Task goal
Go over the listing below line by line and tally those containing "Quantity". Give only the tally.

Top of Provided information

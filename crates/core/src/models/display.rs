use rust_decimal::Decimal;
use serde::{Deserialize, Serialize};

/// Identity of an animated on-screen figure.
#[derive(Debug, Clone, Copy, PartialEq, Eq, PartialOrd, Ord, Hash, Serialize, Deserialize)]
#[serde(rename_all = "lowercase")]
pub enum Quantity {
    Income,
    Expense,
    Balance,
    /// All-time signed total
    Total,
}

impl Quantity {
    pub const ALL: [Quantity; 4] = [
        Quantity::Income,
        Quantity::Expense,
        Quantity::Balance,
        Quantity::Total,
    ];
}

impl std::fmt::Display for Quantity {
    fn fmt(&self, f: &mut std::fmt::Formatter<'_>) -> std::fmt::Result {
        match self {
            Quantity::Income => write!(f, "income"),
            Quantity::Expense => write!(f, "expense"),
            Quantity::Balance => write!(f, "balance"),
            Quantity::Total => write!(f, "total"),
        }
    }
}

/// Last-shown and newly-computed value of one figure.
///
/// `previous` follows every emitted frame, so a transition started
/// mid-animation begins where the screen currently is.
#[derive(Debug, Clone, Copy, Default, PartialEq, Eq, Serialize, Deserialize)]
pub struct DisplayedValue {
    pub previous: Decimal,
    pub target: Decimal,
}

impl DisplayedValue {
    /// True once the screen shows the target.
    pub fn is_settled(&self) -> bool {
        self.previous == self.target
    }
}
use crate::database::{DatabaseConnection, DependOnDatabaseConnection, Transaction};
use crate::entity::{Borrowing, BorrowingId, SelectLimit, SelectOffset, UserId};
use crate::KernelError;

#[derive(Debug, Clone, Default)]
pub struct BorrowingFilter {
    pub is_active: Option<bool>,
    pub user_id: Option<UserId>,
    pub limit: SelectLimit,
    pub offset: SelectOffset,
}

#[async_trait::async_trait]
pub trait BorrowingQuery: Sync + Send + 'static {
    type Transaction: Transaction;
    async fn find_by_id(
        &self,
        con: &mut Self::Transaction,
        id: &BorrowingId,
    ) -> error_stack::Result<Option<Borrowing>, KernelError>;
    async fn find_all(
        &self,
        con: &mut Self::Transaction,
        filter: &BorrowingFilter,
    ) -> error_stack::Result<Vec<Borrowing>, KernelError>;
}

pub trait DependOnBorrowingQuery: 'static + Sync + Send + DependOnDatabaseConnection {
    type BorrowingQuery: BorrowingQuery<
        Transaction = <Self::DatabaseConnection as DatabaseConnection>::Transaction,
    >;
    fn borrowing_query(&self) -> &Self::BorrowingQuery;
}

Bottom of Provided information

Exercise output
12